Discussions on diversity and inclusion in higher education have become increasingly political in recent years and lead to heated reactions more often. This is the outcome of a large-scale survey carried out by 21 higher education media on the diversity and inclusion policies of 13 universities and eight universities of applied sciences in the Netherlands. Several diversity employees who participated in the survey say they have been threatened.
Whereas a few years ago, the discussions were mainly focused on performance-based topics such as more women at the top and recruiting more international students, now, they are centred around anti-racism, gender identity and adapting (‘decolonising’) education, the survey shows.
The survey, entitled ‘Diversity in times of polarisation’, was carried out by the independent journalistic media of higher education institutions that are organised in the Council of Editors-in-Chief of Higher Education Media, and resulted in a number of articles that will be published by the involved media starting today.

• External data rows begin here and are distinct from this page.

use session_logging::{session_debug, session_info, session_warn};

use crate::{
    normalize, validate, Effect, Msg, Phase, RequestId, ScrapeOutcome, SessionError, SessionState,
};

/// Pure update function: applies a message to state and returns any effects.
pub fn update(mut state: SessionState, msg: Msg) -> (SessionState, Vec<Effect>) {
    let effects = match msg {
        Msg::InputChanged(text) => {
            state.set_input(text);
            Vec::new()
        }
        Msg::SubmitClicked => submit(&mut state),
        Msg::Submit(raw) => {
            state.set_input(raw);
            submit(&mut state)
        }
        Msg::ScrapeFinished {
            request_id,
            outcome,
        } => {
            finish(&mut state, request_id, outcome);
            Vec::new()
        }
        Msg::PanelToggled(panel) => {
            state.toggle_panel(panel);
            Vec::new()
        }
        Msg::PanelClosed => {
            state.close_panel();
            Vec::new()
        }
        Msg::NoOp => Vec::new(),
    };

    (state, effects)
}

fn submit(state: &mut SessionState) -> Vec<Effect> {
    // Single flight: the submit control is busy until the current request settles.
    if state.phase() == Phase::Loading {
        session_debug!(
            "Submit ignored, request {:?} still in flight",
            state.in_flight()
        );
        return Vec::new();
    }

    state.begin_request();
    match validate(state.input()) {
        Ok(target) => {
            let request_id = state.issue_request();
            session_info!("Scrape request_id={} target={}", request_id, target);
            vec![Effect::Scrape {
                request_id,
                target: target.into_string(),
            }]
        }
        Err(err) => {
            session_debug!("Input rejected: {}", err);
            state.fail(err.into());
            Vec::new()
        }
    }
}

fn finish(state: &mut SessionState, request_id: RequestId, outcome: ScrapeOutcome) {
    if state.in_flight() != Some(request_id) {
        session_debug!(
            "Dropping completion for request_id={} (in flight: {:?})",
            request_id,
            state.in_flight()
        );
        return;
    }

    match outcome {
        ScrapeOutcome::Reply(reply) => match normalize(reply, state.service_base()) {
            Ok(result) => {
                session_info!(
                    "Scrape request_id={} ok: {} links, {} contents, {} images, screenshot={}",
                    request_id,
                    result.links.len(),
                    result.contents.len(),
                    result.images.len(),
                    result.screenshot_url.is_some()
                );
                state.succeed(result);
            }
            Err(err) => {
                session_warn!("Scrape request_id={} rejected: {}", request_id, err);
                state.fail_with_empty_result(err.into());
            }
        },
        ScrapeOutcome::Malformed { detail } => {
            session_warn!("Scrape request_id={} undecodable body: {}", request_id, detail);
            state.fail_with_empty_result(SessionError::ResponseShape);
        }
        ScrapeOutcome::TransportFailed { detail } => {
            session_warn!("Scrape request_id={} failed: {}", request_id, detail);
            state.fail(SessionError::Transport);
        }
    }
}
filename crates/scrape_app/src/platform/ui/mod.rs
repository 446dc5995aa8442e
pub mod commands;
pub mod render;
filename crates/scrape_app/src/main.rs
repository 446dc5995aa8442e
mod platform;

fn main() -> anyhow::Result<()> {
    platform::run_app()
}
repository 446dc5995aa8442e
use clap::Parser;
use scrape_client::ClientSettings;

use super::logging::{LogDestination, LogLevel};

pub const DEFAULT_SERVICE_BASE: &str = "http://localhost:5173";

#[derive(Parser, Debug)]
#[command(name = "scrape_app")]
#[command(about = "Interactive client for the page scraping service")]
#[command(version)]
pub struct Args {
    /// Base address of the scraping service
    #[arg(long, env = "SCRAPE_SERVICE_BASE", default_value = DEFAULT_SERVICE_BASE)]
    pub service_base: String,

    /// Where log output goes (terminal output interleaves with the display)
    #[arg(long, value_enum, default_value_t = LogDestination::File)]
    pub log: LogDestination,

    /// Log verbosity; transport failure causes are logged at warn
    #[arg(long, env = "SCRAPE_LOG_LEVEL", value_enum, default_value_t = LogLevel::Info)]
    pub log_level: LogLevel,
}

impl Args {
    /// Service base without trailing slashes, resolved once per session.
    pub fn resolved_service_base(&self) -> String {
        self.service_base.trim().trim_end_matches('/').to_string()
    }

    pub fn client_settings(&self) -> ClientSettings {
        ClientSettings::new(self.resolved_service_base())
    }
}
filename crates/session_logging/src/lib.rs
#![deny(missing_docs)]
//! Shared logging utilities for the scrape workspace.
//!
//! This crate provides the `session_*` logging macros used across the codebase
//! and a minimal test initializer for the global logger.

#[doc(hidden)]
pub use log;

/// Log target used by the session controller and the transport.
pub const TARGET: &str = "scrape";

/// Logs a trace-level message under the shared target.
#[macro_export]
macro_rules! session_trace {
    ($($arg:tt)*) => {{
        $crate::log::trace!(target: $crate::TARGET, $($arg)*);
    }};
}

/// Logs a debug-level message under the shared target.
#[macro_export]
macro_rules! session_debug {
    ($($arg:tt)*) => {{
        $crate::log::debug!(target: $crate::TARGET, $($arg)*);
    }};
}

/// Logs an info-level message under the shared target.
#[macro_export]
macro_rules! session_info {
    ($($arg:tt)*) => {{
        $crate::log::info!(target: $crate::TARGET, $($arg)*);
    }};
}

/// Logs a warn-level message under the shared target.
#[macro_export]
macro_rules! session_warn {
    ($($arg:tt)*) => {{
        $crate::log::warn!(target: $crate::TARGET, $($arg)*);
    }};
}

/// Logs an error-level message under the shared target.
#[macro_export]
macro_rules! session_error {
    ($($arg:tt)*) => {{
        $crate::log::error!(target: $crate::TARGET, $($arg)*);
    }};
}

/// Initializes a simple terminal logger for use in tests.
///
/// This safely no-ops if another logger has already been initialized.
pub fn initialize_for_tests() {
    use simplelog::{ColorChoice, CombinedLogger, Config, TermLogger, TerminalMode};

    let level = if cfg!(debug_assertions) {
        log::LevelFilter::Debug
    } else {
        log::LevelFilter::Info
    };

    // Another test may have installed the logger already.
    let _ = CombinedLogger::init(vec![TermLogger::new(
        level,
        Config::default(),
        TerminalMode::Mixed,
        ColorChoice::Auto,
    )]);
}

Diversity employees are regularly faced with online hate reactions, threats and harassment. Progressive students and staff feel that their efforts are not enough, whereas the conservative side believes that all efforts surrounding diversity and inclusion are excessive. Several of the diversity employees who were interviewed said they had been personally threatened. As far as is known, no one has filed a police report. A diversity employee who wishes to remain anonymous commented the following: ‘Our names are public, and as a result, our families fall victim to online hate as well. And sometimes, the reactions are even shared by MPs who disagree with our work.’ The reactions are intimidating, partly because diversity employees often belong to minority groups themselves, the employee explains. President of the National Dialogue Network of Diversity Officers Aya Ezawa (Leiden University) commented on this in one of the articles: ‘You need a thick skin, solid substantive arguments and diplomatic skills to get the community on board.’
Main points of contention
According to the survey, the main points of contention are making teaching materials inclusive, using a wider range of pronouns besides he/him and she/her, and changing male or female toilets to all-gender toilets. Furthermore, the results of the survey show that all surveyed institutions regularly organise events surrounding diversity and inclusion. All institutions have guidelines for writing inclusive vacancy texts and offer (sometimes compulsory) training to recognise unconscious bias in yourself. In addition, all higher education institutions surveyed have at least one gender-neutral toilet, although these toilets are not always easy to find. Nine out of twenty institutions have a permanent LGBTI+ symbol displayed somewhere around their educational venue to show their solidarity with this community; often in the form of a rainbow zebra crossing or flag.
There are regional differences in how much attention is paid to discussions and policies on diversity, the survey reveals. The topic seems to be of more concern to students in the Randstad region than in the rest of the country; although the number of international students and staff may also play a role in this. In Maastricht, for example, there is a very activist tone. At the technically-oriented universities, such as Eindhoven and Twente, a more moderate atmosphere prevails, even among the large international community. According to Alet Denneboom, HR adviser Participation, Diversity and Inclusion at Hanze University of Applied Sciences Groningen, this does not mean that diversity and inclusion is a problem reserved for the Randstad. ‘It’s precisely when the student population is more homogeneous that staff or students who don’t quite fit into the traditional picture feel out of place.’
The participating media from the universities and universities of applied sciences are members of the Council of Editors-in-Chief of Higher Education Media.
For the purpose of this survey, 36 policy documents from 21 educational institutions (13 universities and 8 universities of applied sciences) were analysed. These include visions, strategies, memoranda, action plans and position papers detailing the plans of the educational institutions in question. For the purpose of this survey, we spoke to diversity officers from thirteen universities and seven universities of applied sciences to discuss their work.
These are the institutions surveyed: Fontys Universities of Applied Sciences, University of Groningen, Vrije Universiteit Amsterdam, Utrecht University, University of Twente, Avans Universities of Applied Sciences, Eindhoven University of Technology, Erasmus University Rotterdam, Rotterdam University of Applied Sciences, Radboud University Nijmegen, Utrecht University of Applied Sciences, Delft University of Technology, Arnhem Nijmegen University of Applied Sciences, Maastricht University, Amsterdam University of Applied Sciences, Hanse University of Applied Sciences Groningen, Tilburg University, Saxion University of Applied Sciences, University of Amsterdam, Wageningen University, Leiden University.
This research was made possible by a contribution from the Journalism Promotion Fund.